Rank #6: #19 - Jonathan Clements - "If Money Can Buy Happiness, Then Why Doesn't It?" "Because People Don't Spend It Right."
Episode 19 is a fun, unique episode, delving into the connection between “more money” and “more happiness.” Turns out, Jonathan has literally written the book on this complex relationship. Do you know what studies suggest is the “line in the sand” for annual income, separating happy and unhappy people? Good chance it’s lower than you think. But why? Jonathan tells us. That dovetails into a discussion about how people should spend their money in order to optimize their happiness. It turns out that spending our money on “experiences” with important people in our lives produces far more intrinsic happiness than money spent on “things.” Next, Meb leads the discussion into familiar territory – investing.

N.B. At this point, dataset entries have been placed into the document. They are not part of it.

//! Event types published by the dialer

use chrono::{DateTime, Utc};
use serde::{Deserialize, Serialize};
use std::collections::BTreeSet;

use crate::batch::state::{BatchCounters, PauseReason};
use crate::collab::{Emotion, Objection, Urgency};
use crate::model::{CallId, CallResultStatus, CampaignId, JobId, LeadId, LeadStatus};
use crate::monitor::risk::{RecommendedAction, RiskLevel};
use crate::policy::RetryDecision;

/// All dialer notifications
#[derive(Debug, Clone, PartialEq, Serialize, Deserialize)]
#[serde(tag = "type", rename_all = "snake_case")]
pub enum DialerEvent {
    /// A job moved from Queued to Running for the first time
    BatchStarted {
        job_id: JobId,
        campaign_id: CampaignId,
        total_leads: usize,
        timestamp: DateTime<Utc>,
    },

    /// The cursor moved past a lead
    BatchProgress {
        job_id: JobId,
        cursor: usize,
        total: usize,
        counters: BatchCounters,
        timestamp: DateTime<Utc>,
    },

    BatchPaused {
        job_id: JobId,
        reason: PauseReason,
        timestamp: DateTime<Utc>,
    },

    BatchResumed {
        job_id: JobId,
        /// Set when the call window reopened rather than an operator resuming
        automatic: bool,
        timestamp: DateTime<Utc>,
    },

    BatchCompleted {
        job_id: JobId,
        counters: BatchCounters,
        timestamp: DateTime<Utc>,
    },

    BatchStopped {
        job_id: JobId,
        stopped_by: String,
        timestamp: DateTime<Utc>,
    },

    /// Calling hours closed; no call was placed
    BatchSkippedOutsideWindow {
        job_id: JobId,
        next_window_start: DateTime<Utc>,
        timestamp: DateTime<Utc>,
    },

    CallStarted {
        job_id: JobId,
        lead_id: LeadId,
        call_id: CallId,
        timestamp: DateTime<Utc>,
    },

    CallEnded {
        job_id: JobId,
        lead_id: LeadId,
        call_id: CallId,
        result: CallResultStatus,
        duration_secs: u32,
        lead_status: LeadStatus,
        timestamp: DateTime<Utc>,
    },

    /// Placement error, timeout or a failed lifecycle result
    CallFailed {
        job_id: JobId,
        lead_id: LeadId,
        call_id: Option<CallId>,
        error: String,
        timestamp: DateTime<Utc>,
    },

    RetryScheduled {
        job_id: JobId,
        lead_id: LeadId,
        decision: RetryDecision,
        timestamp: DateTime<Utc>,
    },

    /// A snapshot lead was claimed but not dialed
    LeadSkipped {
        job_id: JobId,
        lead_id: LeadId,
        lead_status: LeadStatus,
        reason: String,
        timestamp: DateTime<Utc>,
    },

    /// Published for every transcript chunk
    LiveUpdate {
        call_id: CallId,
        lead_id: LeadId,
        emotion: Emotion,
        urgency: Urgency,
        objections: BTreeSet<Objection>,
        risk_level: RiskLevel,
        chunk_count: usize,
        timestamp: DateTime<Utc>,
    },

    /// Published while risk is medium or high
    LiveRisk {
        call_id: CallId,
        lead_id: LeadId,
        risk_level: RiskLevel,
        reason: Option<String>,
        recommended_action: Option<RecommendedAction>,
        timestamp: DateTime<Utc>,
    },

    LiveSuggestion {
        call_id: CallId,
        lead_id: LeadId,
        key: String,
        text: String,
        timestamp: DateTime<Utc>,
    },
}

impl DialerEvent {
    pub fn timestamp(&self) -> DateTime<Utc> {
        match self {
            DialerEvent::BatchStarted { timestamp, .. }
            | DialerEvent::BatchProgress { timestamp, .. }
            | DialerEvent::BatchPaused { timestamp, .. }
            | DialerEvent::BatchResumed { timestamp, .. }
            | DialerEvent::BatchCompleted { timestamp, .. }
            | DialerEvent::BatchStopped { timestamp, .. }
            | DialerEvent::BatchSkippedOutsideWindow { timestamp, .. }
            | DialerEvent::CallStarted { timestamp, .. }
            | DialerEvent::CallEnded { timestamp, .. }
            | DialerEvent::CallFailed { timestamp, .. }
            | DialerEvent::RetryScheduled { timestamp, .. }
            | DialerEvent::LeadSkipped { timestamp, .. }
            | DialerEvent::LiveUpdate { timestamp, .. }
            | DialerEvent::LiveRisk { timestamp, .. }
            | DialerEvent::LiveSuggestion { timestamp, .. } => *timestamp,
        }
    }

    pub fn event_type(&self) -> &'static str {
        match self {
            DialerEvent::BatchStarted { .. } => "batch_started",
            DialerEvent::BatchProgress { .. } => "batch_progress",
            DialerEvent::BatchPaused { .. } => "batch_paused",
            DialerEvent::BatchResumed { .. } => "batch_resumed",
            DialerEvent::BatchCompleted { .. } => "batch_completed",
            DialerEvent::BatchStopped { .. } => "batch_stopped",
            DialerEvent::BatchSkippedOutsideWindow { .. } => "batch_skipped_outside_window",
            DialerEvent::CallStarted { .. } => "call_started",
            DialerEvent::CallEnded { .. } => "call_ended",
            DialerEvent::CallFailed { .. } => "call_failed",
            DialerEvent::RetryScheduled { .. } => "retry_scheduled",
            DialerEvent::LeadSkipped { .. } => "lead_skipped",
            DialerEvent::LiveUpdate { .. } => "live_update",
            DialerEvent::LiveRisk { .. } => "live_risk",
            DialerEvent::LiveSuggestion { .. } => "live_suggestion",
        }
    }

    /// Job ID, for batch and call events
    pub fn job_id(&self) -> Option<&str> {
        match self {
            DialerEvent::BatchStarted { job_id, .. }
            | DialerEvent::BatchProgress { job_id, .. }
            | DialerEvent::BatchPaused { job_id, .. }
            | DialerEvent::BatchResumed { job_id, .. }
            | DialerEvent::BatchCompleted { job_id, .. }
            | DialerEvent::BatchStopped { job_id, .. }
            | DialerEvent::BatchSkippedOutsideWindow { job_id, .. }
            | DialerEvent::CallStarted { job_id, .. }
            | DialerEvent::CallEnded { job_id, .. }
            | DialerEvent::CallFailed { job_id, .. }
            | DialerEvent::RetryScheduled { job_id, .. }
            | DialerEvent::LeadSkipped { job_id, .. } => Some(job_id),
            _ => None,
        }
    }

    pub fn call_id(&self) -> Option<&str> {
        match self {
            DialerEvent::CallStarted { call_id, .. }
            | DialerEvent::CallEnded { call_id, .. }
            | DialerEvent::LiveUpdate { call_id, .. }
            | DialerEvent::LiveRisk { call_id, .. }
            | DialerEvent::LiveSuggestion { call_id, .. } => Some(call_id),
            DialerEvent::CallFailed { call_id, .. } => call_id.as_deref(),
            _ => None,
        }
    }

    pub fn lead_id(&self) -> Option<&str> {
        match self {
            DialerEvent::CallStarted { lead_id, .. }
            | DialerEvent::CallEnded { lead_id, .. }
            | DialerEvent::CallFailed { lead_id, .. }
            | DialerEvent::RetryScheduled { lead_id, .. }
            | DialerEvent::LeadSkipped { lead_id, .. }
            | DialerEvent::LiveUpdate { lead_id, .. }
            | DialerEvent::LiveRisk { lead_id, .. }
            | DialerEvent::LiveSuggestion { lead_id, .. } => Some(lead_id),
            _ => None,
        }
    }
}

Jonathan notes two major traps most of us fall into when investing: 1) overconfidence, and 2) loss aversion. These two Achilles Heels tend to inflict significant damage to our portfolios. So what’s our best defense? Jonathan gives us his three-pronged strategy. The topic then moves to portfolio construction, with Jonathan noting how his own approach has changed from a U.S.-centric, core-holding starting point to a global-market-portfolio starting point. Next, they move to a topic less discussed on the podcast: retirement. Jonathan gives his thoughts on withdrawal rates, portfolio management strategies in retirement, and even timing suggestions on when to start taking Social Security. There’s far more on the show, including what studies say about the effect of kids on happiness, why we need to flip our advice to our children (instead of “pursue your passions early in life” it should be “work your butt off early and save, so you can pursue your passions later”), and finally, specific action steps you can take right now to be a better investor. What are they? Find out in Episode 19.
Rank #7: #18 - Rob Arnott - "People Need to Ratchet Down Their Return Expectations"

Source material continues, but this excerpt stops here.